Instructions to follow:
Your reply should be a single number, the count of lines in the records that contain the string "UNSPECIFIED".

--- Record excerpts Enclosed Below ---

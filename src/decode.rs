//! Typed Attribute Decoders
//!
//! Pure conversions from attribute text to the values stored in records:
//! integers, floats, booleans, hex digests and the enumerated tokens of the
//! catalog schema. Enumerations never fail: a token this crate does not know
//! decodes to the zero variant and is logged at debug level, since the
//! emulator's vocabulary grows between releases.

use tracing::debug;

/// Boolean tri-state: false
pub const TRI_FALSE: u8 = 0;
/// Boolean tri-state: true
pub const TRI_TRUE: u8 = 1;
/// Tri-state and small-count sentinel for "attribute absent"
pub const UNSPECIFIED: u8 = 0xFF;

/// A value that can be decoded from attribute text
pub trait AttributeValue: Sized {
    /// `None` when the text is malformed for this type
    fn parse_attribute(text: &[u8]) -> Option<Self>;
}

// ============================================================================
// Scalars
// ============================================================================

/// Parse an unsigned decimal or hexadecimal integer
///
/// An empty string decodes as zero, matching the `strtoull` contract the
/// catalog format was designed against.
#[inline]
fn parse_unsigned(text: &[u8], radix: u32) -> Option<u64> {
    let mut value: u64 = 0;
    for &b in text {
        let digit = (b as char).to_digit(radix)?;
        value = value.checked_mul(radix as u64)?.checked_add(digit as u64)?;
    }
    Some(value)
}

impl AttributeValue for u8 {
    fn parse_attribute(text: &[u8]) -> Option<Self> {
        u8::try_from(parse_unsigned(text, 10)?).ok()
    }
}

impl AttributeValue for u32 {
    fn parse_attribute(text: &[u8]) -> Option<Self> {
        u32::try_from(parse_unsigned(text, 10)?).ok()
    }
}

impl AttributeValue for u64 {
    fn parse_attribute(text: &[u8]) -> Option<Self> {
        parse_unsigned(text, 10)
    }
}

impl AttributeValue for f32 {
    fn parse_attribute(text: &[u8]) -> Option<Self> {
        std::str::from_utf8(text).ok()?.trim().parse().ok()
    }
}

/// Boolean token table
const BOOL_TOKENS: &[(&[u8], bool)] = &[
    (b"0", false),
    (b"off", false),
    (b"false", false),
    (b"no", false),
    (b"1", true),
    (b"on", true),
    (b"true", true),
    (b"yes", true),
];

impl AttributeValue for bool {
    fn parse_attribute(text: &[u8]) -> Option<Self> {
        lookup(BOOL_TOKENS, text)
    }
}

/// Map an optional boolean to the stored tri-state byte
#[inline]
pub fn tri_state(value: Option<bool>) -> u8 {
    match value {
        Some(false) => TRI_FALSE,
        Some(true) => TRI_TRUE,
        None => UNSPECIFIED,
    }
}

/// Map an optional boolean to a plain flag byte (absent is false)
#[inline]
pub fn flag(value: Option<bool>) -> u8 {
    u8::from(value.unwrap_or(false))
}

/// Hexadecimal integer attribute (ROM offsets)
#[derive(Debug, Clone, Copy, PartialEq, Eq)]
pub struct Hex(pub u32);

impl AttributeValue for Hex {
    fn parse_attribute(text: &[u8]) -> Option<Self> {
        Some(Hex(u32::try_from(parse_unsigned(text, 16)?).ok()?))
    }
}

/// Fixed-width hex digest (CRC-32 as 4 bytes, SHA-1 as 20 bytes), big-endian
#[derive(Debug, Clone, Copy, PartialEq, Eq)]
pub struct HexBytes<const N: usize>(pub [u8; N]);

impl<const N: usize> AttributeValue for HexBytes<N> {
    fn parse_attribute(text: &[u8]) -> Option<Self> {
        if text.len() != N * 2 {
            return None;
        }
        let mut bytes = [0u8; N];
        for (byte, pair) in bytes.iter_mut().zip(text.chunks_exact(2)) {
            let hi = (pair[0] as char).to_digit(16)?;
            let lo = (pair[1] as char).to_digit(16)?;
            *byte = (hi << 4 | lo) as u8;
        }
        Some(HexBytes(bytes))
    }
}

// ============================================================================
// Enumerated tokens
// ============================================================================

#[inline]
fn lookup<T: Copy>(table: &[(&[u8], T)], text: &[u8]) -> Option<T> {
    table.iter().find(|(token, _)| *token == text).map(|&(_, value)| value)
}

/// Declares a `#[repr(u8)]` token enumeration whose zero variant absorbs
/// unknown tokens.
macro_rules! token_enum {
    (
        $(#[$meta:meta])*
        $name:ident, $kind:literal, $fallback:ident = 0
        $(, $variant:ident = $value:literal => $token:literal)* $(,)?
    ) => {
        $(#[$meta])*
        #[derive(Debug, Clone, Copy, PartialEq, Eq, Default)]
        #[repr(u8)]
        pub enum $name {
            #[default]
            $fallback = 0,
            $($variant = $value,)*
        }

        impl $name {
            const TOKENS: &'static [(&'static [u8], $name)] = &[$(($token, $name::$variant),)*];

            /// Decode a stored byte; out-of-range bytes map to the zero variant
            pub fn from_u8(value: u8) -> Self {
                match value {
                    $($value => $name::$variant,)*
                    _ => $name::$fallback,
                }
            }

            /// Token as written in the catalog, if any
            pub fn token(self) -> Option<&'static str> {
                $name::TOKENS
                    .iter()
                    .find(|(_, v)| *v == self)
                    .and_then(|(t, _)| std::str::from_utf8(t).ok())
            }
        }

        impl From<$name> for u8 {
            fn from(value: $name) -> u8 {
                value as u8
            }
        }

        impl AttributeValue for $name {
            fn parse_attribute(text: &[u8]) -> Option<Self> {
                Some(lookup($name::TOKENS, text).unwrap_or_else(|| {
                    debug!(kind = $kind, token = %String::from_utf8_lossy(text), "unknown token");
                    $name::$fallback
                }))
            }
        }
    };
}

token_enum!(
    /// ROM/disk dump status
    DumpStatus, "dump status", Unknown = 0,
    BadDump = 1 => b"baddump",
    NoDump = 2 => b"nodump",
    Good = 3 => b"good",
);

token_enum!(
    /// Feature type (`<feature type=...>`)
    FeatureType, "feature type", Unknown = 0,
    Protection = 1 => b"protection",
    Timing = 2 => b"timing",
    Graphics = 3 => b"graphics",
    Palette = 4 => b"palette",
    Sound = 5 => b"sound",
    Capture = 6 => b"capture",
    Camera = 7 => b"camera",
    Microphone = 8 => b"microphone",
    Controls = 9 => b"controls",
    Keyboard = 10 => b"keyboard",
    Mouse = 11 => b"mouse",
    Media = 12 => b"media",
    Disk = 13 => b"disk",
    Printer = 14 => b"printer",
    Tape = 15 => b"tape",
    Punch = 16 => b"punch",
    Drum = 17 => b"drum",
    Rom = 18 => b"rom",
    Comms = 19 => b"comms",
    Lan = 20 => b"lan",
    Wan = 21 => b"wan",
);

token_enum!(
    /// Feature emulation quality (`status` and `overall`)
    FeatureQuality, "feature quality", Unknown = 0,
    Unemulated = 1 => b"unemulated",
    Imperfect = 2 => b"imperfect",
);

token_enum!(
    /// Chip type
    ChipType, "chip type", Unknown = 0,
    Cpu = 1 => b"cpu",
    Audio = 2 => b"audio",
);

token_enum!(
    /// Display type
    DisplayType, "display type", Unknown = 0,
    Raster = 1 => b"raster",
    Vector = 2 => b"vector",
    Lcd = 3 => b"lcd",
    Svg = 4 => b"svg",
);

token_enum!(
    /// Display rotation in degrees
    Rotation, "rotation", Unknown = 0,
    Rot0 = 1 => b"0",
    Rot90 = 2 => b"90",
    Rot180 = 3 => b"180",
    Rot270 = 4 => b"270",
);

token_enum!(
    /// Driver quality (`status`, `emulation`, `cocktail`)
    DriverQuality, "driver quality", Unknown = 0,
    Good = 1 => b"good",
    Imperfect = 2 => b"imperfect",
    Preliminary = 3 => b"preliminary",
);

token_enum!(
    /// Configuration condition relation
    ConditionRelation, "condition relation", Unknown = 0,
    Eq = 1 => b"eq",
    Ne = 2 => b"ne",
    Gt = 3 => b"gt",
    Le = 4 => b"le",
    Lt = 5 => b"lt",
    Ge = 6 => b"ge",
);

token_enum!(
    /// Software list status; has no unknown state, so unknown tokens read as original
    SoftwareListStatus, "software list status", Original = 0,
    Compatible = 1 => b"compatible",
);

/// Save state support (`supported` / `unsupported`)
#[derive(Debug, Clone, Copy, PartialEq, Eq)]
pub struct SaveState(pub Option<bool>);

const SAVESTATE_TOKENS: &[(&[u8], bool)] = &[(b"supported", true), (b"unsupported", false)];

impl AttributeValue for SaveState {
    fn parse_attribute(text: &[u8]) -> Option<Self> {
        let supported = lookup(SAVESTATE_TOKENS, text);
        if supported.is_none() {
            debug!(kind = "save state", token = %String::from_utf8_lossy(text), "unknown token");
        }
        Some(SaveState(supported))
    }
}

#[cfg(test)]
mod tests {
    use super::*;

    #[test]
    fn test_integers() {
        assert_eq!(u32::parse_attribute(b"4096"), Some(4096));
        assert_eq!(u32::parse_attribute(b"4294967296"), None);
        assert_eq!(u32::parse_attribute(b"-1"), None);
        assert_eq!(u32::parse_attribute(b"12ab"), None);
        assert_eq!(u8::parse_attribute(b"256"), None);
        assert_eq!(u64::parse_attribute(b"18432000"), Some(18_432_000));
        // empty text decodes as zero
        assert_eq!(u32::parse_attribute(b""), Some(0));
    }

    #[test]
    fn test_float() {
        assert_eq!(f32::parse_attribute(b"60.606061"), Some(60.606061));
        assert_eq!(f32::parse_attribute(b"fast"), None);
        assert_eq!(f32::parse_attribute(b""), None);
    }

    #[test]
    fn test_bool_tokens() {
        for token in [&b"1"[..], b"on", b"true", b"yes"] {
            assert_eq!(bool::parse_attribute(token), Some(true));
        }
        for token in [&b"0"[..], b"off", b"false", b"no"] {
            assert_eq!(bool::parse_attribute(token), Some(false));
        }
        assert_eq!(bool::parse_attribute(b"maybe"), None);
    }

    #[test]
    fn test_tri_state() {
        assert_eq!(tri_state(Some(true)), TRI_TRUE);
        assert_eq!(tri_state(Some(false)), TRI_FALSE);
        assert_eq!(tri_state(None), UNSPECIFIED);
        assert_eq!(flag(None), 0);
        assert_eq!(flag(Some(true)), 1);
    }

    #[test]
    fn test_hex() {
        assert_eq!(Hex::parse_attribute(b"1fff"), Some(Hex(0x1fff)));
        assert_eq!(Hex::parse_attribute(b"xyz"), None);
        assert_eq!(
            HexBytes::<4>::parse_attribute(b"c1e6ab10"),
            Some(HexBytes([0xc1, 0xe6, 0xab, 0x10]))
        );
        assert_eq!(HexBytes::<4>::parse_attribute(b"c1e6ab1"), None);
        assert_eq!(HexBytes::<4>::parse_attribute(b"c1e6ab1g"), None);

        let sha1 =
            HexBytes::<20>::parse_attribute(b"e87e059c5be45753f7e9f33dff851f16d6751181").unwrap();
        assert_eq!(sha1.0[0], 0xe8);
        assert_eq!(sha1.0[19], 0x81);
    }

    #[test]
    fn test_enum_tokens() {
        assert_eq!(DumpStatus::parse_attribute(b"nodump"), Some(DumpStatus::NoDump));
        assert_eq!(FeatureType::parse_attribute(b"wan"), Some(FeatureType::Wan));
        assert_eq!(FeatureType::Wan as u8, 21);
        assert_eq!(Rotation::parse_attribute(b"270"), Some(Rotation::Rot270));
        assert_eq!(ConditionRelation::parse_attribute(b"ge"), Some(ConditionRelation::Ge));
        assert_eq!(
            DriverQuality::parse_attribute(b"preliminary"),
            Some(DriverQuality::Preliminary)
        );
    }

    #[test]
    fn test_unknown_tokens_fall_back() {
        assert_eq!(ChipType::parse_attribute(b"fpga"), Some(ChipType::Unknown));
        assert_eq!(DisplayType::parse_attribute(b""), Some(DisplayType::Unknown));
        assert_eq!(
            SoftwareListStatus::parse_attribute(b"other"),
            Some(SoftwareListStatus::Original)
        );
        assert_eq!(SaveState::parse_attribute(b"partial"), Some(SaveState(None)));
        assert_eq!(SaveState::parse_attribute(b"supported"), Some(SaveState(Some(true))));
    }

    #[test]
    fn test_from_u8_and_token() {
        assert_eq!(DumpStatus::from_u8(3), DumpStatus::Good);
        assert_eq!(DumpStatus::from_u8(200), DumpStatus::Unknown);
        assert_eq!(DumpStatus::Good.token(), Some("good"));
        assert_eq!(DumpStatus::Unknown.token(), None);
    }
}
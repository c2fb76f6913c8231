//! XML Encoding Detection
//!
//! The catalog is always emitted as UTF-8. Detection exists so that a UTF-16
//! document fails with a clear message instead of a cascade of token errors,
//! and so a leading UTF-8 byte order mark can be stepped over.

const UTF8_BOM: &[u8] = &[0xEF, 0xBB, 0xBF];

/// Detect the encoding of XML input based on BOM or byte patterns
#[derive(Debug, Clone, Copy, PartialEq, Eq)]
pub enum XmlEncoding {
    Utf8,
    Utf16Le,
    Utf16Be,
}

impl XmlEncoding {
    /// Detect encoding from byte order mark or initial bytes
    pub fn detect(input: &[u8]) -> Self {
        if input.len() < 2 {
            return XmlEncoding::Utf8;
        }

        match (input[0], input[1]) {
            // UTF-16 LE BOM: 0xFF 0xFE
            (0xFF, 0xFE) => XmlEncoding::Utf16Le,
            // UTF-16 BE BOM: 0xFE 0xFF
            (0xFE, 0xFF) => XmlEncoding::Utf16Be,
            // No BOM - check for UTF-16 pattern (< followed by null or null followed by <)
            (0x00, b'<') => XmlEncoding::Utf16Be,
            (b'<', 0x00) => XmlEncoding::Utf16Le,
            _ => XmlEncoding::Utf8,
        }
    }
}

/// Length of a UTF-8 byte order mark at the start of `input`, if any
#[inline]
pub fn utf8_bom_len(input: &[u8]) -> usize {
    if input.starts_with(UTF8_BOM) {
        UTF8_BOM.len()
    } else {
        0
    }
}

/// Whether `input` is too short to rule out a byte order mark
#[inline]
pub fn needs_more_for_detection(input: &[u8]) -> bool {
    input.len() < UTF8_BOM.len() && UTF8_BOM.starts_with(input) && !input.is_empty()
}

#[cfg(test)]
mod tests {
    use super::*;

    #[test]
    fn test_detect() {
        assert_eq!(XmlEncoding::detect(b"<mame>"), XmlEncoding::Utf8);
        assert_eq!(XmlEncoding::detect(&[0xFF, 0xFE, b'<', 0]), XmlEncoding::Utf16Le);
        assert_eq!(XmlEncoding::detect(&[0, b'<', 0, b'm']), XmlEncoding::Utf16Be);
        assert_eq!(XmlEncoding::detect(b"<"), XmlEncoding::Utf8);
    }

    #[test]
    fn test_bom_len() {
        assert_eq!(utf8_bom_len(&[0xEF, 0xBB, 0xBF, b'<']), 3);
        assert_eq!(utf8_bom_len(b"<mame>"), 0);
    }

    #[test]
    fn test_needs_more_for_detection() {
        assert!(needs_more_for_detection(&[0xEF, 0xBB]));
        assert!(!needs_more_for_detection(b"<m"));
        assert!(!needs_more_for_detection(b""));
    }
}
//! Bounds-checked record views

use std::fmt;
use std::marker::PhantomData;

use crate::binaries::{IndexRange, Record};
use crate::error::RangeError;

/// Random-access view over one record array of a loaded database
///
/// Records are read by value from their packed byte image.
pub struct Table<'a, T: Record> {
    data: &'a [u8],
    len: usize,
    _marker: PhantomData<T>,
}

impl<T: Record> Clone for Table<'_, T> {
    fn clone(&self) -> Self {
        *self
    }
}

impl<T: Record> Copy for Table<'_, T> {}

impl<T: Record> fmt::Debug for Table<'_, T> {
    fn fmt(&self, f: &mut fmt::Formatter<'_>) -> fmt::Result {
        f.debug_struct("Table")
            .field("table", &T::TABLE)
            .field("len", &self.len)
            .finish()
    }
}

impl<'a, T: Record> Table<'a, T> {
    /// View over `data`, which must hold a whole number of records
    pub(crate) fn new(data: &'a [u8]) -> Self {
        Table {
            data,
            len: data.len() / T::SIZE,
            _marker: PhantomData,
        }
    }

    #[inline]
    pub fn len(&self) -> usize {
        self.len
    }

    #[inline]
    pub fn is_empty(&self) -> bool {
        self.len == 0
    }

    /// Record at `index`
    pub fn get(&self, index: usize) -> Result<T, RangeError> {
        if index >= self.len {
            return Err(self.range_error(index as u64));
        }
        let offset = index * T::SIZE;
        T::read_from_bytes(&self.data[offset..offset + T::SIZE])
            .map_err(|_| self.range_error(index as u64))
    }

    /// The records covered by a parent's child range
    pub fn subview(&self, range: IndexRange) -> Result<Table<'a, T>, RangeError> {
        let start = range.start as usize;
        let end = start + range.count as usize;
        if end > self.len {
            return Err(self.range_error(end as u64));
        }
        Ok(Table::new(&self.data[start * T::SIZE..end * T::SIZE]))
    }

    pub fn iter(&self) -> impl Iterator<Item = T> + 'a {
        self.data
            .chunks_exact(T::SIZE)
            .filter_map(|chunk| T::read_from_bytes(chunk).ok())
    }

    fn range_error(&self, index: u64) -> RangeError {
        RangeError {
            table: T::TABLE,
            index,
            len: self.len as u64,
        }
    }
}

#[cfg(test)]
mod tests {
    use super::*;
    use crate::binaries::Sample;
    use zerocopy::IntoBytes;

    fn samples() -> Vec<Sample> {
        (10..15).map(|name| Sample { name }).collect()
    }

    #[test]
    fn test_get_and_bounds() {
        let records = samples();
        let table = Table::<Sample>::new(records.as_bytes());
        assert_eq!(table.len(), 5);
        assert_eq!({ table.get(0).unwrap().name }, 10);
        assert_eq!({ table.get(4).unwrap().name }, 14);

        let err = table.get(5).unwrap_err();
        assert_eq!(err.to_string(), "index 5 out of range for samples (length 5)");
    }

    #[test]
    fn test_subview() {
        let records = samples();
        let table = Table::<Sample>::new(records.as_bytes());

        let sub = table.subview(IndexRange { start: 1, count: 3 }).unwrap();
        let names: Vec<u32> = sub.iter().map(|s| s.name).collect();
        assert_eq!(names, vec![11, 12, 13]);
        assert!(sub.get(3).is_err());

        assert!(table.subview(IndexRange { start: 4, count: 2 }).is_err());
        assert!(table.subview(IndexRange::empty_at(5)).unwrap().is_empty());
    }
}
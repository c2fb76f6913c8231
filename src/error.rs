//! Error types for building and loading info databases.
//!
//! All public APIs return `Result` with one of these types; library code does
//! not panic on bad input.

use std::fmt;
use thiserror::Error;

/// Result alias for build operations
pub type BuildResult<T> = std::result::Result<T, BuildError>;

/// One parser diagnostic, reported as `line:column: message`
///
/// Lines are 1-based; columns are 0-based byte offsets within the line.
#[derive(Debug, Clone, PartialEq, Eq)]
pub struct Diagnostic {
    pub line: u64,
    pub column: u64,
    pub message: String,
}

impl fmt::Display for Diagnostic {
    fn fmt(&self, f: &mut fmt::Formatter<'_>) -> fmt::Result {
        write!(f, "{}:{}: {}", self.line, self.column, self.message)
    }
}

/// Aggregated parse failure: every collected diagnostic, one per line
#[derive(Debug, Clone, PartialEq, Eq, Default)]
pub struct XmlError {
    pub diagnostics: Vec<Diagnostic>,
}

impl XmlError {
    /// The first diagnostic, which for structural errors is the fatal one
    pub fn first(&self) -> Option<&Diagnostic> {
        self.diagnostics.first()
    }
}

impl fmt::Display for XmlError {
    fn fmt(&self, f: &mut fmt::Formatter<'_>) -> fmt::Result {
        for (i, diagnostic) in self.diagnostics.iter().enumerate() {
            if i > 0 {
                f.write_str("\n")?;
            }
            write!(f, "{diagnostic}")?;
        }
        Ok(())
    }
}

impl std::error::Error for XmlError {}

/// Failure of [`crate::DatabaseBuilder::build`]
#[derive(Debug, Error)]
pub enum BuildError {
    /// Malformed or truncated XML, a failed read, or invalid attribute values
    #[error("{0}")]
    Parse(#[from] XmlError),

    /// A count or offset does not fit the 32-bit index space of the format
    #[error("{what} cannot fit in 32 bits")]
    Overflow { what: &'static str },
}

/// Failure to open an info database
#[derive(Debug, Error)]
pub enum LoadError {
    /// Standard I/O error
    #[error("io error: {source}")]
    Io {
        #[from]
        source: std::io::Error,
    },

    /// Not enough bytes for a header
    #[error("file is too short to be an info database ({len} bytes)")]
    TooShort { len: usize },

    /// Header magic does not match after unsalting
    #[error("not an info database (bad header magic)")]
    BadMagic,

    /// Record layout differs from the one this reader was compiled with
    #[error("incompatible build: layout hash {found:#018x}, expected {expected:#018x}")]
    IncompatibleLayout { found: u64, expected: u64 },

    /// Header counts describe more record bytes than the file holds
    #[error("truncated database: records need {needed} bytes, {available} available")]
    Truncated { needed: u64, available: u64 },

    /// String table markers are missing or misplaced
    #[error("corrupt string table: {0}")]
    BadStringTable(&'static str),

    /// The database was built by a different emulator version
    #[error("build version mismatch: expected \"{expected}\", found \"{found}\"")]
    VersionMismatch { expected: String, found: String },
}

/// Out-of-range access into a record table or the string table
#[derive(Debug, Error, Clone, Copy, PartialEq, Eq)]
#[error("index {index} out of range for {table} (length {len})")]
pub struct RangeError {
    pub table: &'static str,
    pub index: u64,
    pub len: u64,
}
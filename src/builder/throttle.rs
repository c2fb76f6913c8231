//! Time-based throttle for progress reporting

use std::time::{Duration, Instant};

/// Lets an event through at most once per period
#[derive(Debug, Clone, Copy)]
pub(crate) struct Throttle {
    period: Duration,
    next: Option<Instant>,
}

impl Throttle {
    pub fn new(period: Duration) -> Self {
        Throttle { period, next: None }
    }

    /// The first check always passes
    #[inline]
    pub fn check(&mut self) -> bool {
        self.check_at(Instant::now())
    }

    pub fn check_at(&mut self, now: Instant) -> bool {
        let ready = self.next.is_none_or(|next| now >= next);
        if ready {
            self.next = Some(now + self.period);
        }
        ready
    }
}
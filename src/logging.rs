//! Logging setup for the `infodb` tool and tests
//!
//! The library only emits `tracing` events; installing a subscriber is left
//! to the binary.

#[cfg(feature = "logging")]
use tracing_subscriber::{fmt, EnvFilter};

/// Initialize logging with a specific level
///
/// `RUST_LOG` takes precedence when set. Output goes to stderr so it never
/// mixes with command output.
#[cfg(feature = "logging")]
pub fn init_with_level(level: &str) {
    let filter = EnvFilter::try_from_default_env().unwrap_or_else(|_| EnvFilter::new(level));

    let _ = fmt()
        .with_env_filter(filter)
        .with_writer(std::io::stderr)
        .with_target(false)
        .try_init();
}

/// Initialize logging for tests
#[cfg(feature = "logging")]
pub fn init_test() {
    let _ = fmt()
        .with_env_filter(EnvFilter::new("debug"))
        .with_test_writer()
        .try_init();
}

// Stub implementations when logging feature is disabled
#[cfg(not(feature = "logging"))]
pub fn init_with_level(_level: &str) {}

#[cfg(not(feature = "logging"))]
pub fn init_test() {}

--- End of Enclosed Record excerpts ---

Solution:
3